**Instructions to follow:** Copy out every line of the records where the string "EXCLUSIVE" occurs.

**Data for this exercise:**

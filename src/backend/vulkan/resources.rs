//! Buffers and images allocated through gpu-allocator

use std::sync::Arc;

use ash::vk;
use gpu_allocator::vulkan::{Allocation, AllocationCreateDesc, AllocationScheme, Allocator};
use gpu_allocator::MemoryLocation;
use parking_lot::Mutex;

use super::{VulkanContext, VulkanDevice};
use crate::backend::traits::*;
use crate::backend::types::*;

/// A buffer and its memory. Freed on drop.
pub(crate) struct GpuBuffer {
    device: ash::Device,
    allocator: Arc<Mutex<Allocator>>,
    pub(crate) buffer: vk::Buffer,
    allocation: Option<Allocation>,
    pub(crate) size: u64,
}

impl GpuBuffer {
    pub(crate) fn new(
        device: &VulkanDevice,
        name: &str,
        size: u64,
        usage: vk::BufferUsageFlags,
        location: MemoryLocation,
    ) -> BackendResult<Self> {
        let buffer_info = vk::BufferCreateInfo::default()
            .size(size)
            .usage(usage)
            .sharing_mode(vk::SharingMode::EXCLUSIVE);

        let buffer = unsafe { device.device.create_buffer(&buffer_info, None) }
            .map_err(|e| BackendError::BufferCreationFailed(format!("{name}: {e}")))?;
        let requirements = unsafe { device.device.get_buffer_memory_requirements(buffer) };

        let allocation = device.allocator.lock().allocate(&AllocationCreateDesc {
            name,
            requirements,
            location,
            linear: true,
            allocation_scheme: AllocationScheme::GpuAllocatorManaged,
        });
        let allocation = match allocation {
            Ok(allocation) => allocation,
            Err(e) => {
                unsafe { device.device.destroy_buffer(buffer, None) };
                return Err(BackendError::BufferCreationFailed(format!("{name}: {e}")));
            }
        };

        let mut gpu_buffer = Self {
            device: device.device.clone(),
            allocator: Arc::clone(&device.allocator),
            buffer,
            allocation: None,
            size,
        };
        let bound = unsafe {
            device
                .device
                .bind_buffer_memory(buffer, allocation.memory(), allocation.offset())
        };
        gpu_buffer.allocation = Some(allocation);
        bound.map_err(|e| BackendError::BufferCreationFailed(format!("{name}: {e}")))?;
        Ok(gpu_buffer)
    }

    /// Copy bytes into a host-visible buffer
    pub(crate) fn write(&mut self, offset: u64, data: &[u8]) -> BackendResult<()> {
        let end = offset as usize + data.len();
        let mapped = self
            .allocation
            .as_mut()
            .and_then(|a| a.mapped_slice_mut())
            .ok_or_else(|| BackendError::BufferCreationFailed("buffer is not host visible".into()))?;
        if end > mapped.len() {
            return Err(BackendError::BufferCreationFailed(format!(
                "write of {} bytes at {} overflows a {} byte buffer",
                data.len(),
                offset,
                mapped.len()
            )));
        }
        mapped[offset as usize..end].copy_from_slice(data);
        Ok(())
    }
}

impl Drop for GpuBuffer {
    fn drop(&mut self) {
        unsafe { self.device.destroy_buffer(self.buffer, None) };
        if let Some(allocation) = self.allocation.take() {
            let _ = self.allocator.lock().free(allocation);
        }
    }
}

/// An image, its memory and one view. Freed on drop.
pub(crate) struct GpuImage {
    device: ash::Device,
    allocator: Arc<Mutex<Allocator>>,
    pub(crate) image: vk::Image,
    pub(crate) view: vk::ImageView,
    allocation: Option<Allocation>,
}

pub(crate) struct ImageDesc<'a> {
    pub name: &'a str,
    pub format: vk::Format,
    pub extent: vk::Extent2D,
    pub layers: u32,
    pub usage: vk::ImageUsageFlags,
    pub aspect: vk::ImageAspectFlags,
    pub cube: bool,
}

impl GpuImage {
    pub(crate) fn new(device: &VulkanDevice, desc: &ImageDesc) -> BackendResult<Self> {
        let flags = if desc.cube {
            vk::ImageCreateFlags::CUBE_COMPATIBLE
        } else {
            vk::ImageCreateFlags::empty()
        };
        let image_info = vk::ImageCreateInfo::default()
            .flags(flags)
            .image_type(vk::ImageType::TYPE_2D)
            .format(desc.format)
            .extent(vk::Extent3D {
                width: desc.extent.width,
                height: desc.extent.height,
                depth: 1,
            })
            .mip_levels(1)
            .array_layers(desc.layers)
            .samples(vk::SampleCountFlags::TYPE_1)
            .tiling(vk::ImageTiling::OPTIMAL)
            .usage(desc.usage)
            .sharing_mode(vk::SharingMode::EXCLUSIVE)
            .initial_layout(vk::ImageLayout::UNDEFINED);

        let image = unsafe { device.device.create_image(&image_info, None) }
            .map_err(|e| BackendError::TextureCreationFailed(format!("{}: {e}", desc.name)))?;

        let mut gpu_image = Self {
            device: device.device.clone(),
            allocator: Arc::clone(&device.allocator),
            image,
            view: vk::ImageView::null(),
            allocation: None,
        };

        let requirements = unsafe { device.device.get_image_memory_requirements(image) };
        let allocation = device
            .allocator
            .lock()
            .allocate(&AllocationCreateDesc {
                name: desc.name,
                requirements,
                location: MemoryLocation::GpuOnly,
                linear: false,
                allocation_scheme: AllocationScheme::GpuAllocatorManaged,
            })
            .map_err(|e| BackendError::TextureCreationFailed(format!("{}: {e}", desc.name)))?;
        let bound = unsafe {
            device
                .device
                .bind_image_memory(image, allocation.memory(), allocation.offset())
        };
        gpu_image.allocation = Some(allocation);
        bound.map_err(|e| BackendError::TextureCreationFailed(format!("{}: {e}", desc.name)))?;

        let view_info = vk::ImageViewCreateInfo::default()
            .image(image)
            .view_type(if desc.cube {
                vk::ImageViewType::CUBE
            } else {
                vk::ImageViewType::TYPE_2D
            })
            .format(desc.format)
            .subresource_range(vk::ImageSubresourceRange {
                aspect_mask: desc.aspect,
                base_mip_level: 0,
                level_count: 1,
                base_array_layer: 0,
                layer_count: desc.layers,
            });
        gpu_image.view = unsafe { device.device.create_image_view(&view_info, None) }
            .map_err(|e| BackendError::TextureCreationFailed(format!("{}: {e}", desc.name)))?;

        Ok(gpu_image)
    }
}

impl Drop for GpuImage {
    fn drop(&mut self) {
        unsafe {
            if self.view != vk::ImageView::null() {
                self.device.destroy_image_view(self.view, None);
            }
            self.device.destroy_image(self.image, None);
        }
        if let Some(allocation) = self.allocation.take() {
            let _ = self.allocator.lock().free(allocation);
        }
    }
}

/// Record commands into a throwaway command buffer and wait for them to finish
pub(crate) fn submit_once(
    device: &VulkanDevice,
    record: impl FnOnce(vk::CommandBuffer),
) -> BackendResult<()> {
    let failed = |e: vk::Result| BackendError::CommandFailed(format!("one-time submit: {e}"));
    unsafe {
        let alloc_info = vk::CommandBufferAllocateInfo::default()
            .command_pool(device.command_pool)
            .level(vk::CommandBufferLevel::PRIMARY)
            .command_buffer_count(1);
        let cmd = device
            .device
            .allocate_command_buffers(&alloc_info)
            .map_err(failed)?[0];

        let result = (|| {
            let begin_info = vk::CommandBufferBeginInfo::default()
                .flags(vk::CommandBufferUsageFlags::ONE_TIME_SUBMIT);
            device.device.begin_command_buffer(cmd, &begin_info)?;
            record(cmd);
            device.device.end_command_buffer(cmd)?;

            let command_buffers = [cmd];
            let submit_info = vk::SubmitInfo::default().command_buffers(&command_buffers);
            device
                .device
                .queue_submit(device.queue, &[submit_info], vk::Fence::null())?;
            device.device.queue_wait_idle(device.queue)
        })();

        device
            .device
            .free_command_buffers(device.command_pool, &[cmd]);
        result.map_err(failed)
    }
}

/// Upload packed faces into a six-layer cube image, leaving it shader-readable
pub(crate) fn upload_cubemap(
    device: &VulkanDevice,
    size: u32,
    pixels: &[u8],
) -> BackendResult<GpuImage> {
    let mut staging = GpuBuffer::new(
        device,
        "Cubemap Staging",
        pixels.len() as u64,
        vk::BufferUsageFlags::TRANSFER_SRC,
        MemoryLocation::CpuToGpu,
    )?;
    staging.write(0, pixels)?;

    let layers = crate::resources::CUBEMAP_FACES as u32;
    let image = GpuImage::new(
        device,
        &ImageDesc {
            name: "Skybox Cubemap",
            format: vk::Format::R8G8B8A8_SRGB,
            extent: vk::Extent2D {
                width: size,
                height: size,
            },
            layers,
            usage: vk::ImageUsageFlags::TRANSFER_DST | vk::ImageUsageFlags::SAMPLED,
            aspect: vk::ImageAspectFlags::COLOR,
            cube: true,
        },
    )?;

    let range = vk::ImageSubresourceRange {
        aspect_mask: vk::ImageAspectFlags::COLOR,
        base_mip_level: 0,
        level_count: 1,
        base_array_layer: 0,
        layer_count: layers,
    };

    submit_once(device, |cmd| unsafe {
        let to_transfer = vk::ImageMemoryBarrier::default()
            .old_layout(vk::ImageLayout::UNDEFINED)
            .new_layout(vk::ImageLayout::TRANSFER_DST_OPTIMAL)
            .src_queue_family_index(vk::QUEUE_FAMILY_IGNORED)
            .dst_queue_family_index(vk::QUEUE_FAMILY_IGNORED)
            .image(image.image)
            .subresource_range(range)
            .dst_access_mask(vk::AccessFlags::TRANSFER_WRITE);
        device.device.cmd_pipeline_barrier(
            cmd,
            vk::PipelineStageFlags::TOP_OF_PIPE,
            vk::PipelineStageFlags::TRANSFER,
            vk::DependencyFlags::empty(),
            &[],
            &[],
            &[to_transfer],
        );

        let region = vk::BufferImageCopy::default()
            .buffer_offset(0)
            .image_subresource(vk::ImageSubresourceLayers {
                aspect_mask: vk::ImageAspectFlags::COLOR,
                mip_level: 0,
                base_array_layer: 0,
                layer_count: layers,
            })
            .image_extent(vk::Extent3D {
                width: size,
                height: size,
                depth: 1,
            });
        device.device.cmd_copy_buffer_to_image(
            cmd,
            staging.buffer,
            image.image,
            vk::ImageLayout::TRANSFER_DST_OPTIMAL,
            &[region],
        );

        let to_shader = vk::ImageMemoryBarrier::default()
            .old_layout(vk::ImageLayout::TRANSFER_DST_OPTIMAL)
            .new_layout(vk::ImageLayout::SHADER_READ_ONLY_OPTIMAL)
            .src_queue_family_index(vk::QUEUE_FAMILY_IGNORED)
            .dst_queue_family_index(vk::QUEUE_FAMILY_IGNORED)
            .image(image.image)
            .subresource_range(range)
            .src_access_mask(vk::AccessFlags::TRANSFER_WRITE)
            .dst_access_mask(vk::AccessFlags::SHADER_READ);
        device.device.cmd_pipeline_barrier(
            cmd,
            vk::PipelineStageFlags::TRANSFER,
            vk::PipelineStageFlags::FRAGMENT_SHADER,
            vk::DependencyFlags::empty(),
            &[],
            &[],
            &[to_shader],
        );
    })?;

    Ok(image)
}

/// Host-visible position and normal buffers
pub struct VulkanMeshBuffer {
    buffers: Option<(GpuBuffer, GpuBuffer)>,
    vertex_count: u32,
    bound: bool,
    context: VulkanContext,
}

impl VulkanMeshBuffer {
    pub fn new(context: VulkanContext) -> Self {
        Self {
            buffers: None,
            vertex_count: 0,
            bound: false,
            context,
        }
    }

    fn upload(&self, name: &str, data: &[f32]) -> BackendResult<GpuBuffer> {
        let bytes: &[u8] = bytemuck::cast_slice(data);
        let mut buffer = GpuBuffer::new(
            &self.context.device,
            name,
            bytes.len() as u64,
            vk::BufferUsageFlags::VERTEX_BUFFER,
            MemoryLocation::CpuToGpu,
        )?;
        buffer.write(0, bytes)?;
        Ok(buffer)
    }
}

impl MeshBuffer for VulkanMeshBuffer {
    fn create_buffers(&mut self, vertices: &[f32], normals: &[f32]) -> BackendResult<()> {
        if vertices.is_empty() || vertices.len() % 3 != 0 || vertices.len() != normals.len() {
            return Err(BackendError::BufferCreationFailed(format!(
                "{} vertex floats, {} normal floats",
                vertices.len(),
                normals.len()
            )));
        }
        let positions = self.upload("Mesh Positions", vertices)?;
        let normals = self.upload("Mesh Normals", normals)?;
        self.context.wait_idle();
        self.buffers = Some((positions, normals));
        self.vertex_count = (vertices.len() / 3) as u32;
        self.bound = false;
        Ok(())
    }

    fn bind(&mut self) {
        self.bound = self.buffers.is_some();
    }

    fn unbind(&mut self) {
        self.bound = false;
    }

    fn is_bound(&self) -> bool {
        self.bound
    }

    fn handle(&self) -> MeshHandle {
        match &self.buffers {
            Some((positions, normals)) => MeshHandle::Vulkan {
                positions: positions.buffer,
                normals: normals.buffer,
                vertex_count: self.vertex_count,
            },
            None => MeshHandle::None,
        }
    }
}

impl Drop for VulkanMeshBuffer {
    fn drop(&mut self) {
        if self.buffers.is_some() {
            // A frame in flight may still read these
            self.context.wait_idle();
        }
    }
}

**Reply:**
            .sharing_mode(vk::SharingMode::EXCLUSIVE);
            .sharing_mode(vk::SharingMode::EXCLUSIVE)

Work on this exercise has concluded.